- _Exercise brief_: Across the entries below, count the lines in which the word "PartialEq" occurs. Reply with the count alone.

━━━ Data under study ━━━

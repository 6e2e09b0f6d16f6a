//! Statistics generation from the archive ledger
//!
//! This module provides functionality for extracting and displaying
//! archive statistics from an output directory.

use crate::ledger::{self, ResultLog};
use crate::Result;
use std::path::Path;

/// Counts for one (group, kind) result log
#[derive(Debug, Clone, PartialEq, Eq)]
pub struct GroupStatistics {
    pub group: String,
    pub kind: String,
    pub snapshots: usize,
    pub failures: usize,
    /// Snapshots missing their screenshot or markup
    pub partial: usize,
}

/// Archive statistics summary
#[derive(Debug, Clone, Default, PartialEq, Eq)]
pub struct ArchiveStatistics {
    /// Per (group, kind) counts, sorted by group then kind
    pub groups: Vec<GroupStatistics>,

    /// Size of the Done Set
    pub done_urls: usize,
}

impl ArchiveStatistics {
    pub fn total_snapshots(&self) -> usize {
        self.groups.iter().map(|g| g.snapshots).sum()
    }

    pub fn total_failures(&self) -> usize {
        self.groups.iter().map(|g| g.failures).sum()
    }

    /// Builds statistics from already loaded result logs
    pub fn from_logs(logs: &[ResultLog], done_urls: usize) -> Self {
        let groups = logs
            .iter()
            .map(|log| GroupStatistics {
                group: log.group.clone(),
                kind: log.kind.clone(),
                snapshots: log.snapshot_count(),
                failures: log.failure_count(),
                partial: log
                    .records
                    .iter()
                    .filter_map(|r| r.as_snapshot())
                    .filter(|s| !s.html_saved || !s.png_saved)
                    .count(),
            })
            .collect();

        Self { groups, done_urls }
    }
}

/// Loads statistics for an output directory
///
/// # Arguments
///
/// * `output_dir` - The archive's output directory
///
/// # Returns
///
/// * `Ok(ArchiveStatistics)` - Successfully loaded statistics
/// * `Err(ArchiveError)` - A ledger file could not be read
pub fn load_statistics(output_dir: &Path) -> Result<ArchiveStatistics> {
    let logs = ledger::load_all_logs(output_dir)?;
    let done = ledger::load_done_set(output_dir)?;
    Ok(ArchiveStatistics::from_logs(&logs, done.len()))
}

/// Prints statistics to stdout in a formatted manner
pub fn print_statistics(stats: &ArchiveStatistics) {
    println!("=== Archive Statistics ===\n");

    println!("Overview:");
    println!("  Done URLs: {}", stats.done_urls);
    println!("  Snapshots: {}", stats.total_snapshots());
    println!("  Failures: {}", stats.total_failures());
    println!();

    if stats.groups.is_empty() {
        println!("No result logs found.");
        return;
    }

    println!("By Group:");
    for g in &stats.groups {
        print!(
            "  {}/{}: {} snapshots, {} failures",
            g.group, g.kind, g.snapshots, g.failures
        );
        if g.partial > 0 {
            print!(" ({} partial)", g.partial);
        }
        println!();
    }
    println!();

    let attempts = stats.total_snapshots() + stats.total_failures();
    let success_rate = if attempts > 0 {
        (stats.total_snapshots() as f64 / attempts as f64) * 100.0
    } else {
        0.0
    };

    println!(
        "Success Rate: {:.1}% ({} / {} targets archived)",
        success_rate,
        stats.total_snapshots(),
        attempts
    );
}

━━━

- _Exercise answer_: 2